Грубая выходка цесаревича Константина

Нужно отметить еще ряд обстоятельств, которые в глазах армии работали против Барклая. Так уж случилось, что по своему характеру, привычкам он не был «солдатским полководцем», подобно Багратиону, Платову или Кутузову. Всегда холодный, отстраненный, он не имел той харизмы военачальника, какую имели Суворов или Наполеон, не обладал даром, как тогда писали, «говорить с войском». Барклая можно было уважать, но его нельзя было любить или тем более обожать. Для того чтобы завоевать любовь солдат и офицеров, мало было хладнокровно стоять под ядрами и пулями — так тогда делали все. Необходимы были проявления искренности, сердечности в отношениях с подчиненными, умение быть одновременно строгим и добрым, возвышающимся над всеми (по своей должности) и вместе с тем простым и доступным (все под Богом ходим, все мы солдаты!). Между тем теплые чувства солдатской массы и офицеров к своему командующему были весьма важны не для удовлетворения тщеславия полководца, а для поддержания боевого духа армии, веры ее солдат в правильность всех действий главнокомандующего. Известно, что одно только прибытие в войска Суворова воодушевляло солдат, будто они получали огромное материальное подкрепление. С таким же воодушевлением, уже под Царево-Займищем, в солдатской массе было воспринято прибытие в действующую армию Кутузова.
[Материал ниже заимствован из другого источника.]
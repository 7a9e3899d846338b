//! Mapping Plans
//!
//! Builds the structured plan for one mapping request: per member pair the
//! conversion strategy, with nested plans memoized per
//! (source type, target type, configuration fingerprint).
//!
//! # Hexagonal Architecture
//!
//! ```text
//! application/ (BuildPlanUseCase - entry point)
//!           ↓
//! infrastructure/ (PlanBuilder, PlanCache)
//!           ↓
//! domain/ (PlanKey, MappingPlanNode, TypePlan, MappingPlan)
//! ```
//!
//! # Usage
//!
//! ```ignore
//! use mapgen_engine::features::mapping_plan::{BuildPlanInput, BuildPlanUseCase, PlanCache};
//!
//! let cache = PlanCache::new();
//! let collector = DiagnosticsCollector::new();
//! let output = BuildPlanUseCase::new(&graph, &cache, &collector).execute(BuildPlanInput {
//!     method: "ToDto",
//!     source: &TypeRef::new("Car"),
//!     target: &TypeRef::new("CarDto"),
//!     config,
//! })?;
//! ```

pub mod application; // UseCase layer (entry point)
pub mod domain;
pub mod infrastructure;

// Re-export application layer (primary interface)
pub use application::{BuildPlanInput, BuildPlanOutput, BuildPlanUseCase};

// Re-export domain types
pub use domain::{
    EnumFallback, EnumPlan, EnumValueMapping, MappingPlan, MappingPlanNode, MemberAssignment,
    NullFallback, NullGuardPolicy, PlanKey, TypePlan, TypePlanBody,
};

pub use infrastructure::{BuildStats, PlanBuilder, PlanCache};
Увы, у Барклая де Толли не было этого дара нравиться солдатам. Более того, он вел себя в армии… как отшельник. Как писал Н. М. Лонгинов в письме С. Р. Воронцову, Барклай «положил за правило никого не видеть и не допускать к себе… Солдаты главнокомандующего не видели и не знали, кроме как в деле против неприятеля, где он всегда оказывал много храбрости и присутствия духа». Но «дело», сражение — хотя и важнейшая, но лишь одна часть войны. Другая же и ббльшая ее часть — это утомительные марши, мучительное ожидание чего-то, стояние под дождем или палящим солнцем, вообще — тяготы походов, неудобство повседневной, обыденной жизни на войне. Главнокомандующий должен был разделять эти трудности, чтобы добиться уважения, любви и доверия солдата как важнейшего условия победы. Как тут не вспомнить пресловутое спанье Суворова на соломе, его скудную пищу аскета. Одно дело подъехать на лошади к бивачному костру и сверху вниз спросить солдат: «Хороша ли каша», а другое — сесть с ними за эту кашу, да еще знать сидящих у котла солдат по именам, вспомнить знакомый всем им эпизод или рассказать какой-нибудь случай из прошлых войн! Барклай во всем этом сильно проигрывал Багратиону в глазах современников-сослуживцев: «Князь Багратион, хотя и неуч, но опытный воин и всеми любим в армии»68. А. Н. Муравьев писал, что многие генералы и офицеры, «которые единодушно не терпели Барклая, были в восторге от Багратиона по огромной его репутации и великим неоспоримым достоинствам; сколько Барклай, обезображенный ранами, был холоден, молчалив и сух со всеми, столько Багратион обладал искусством говорить с войском, был со всеми подчиненными дружелюбен и приветлив»69.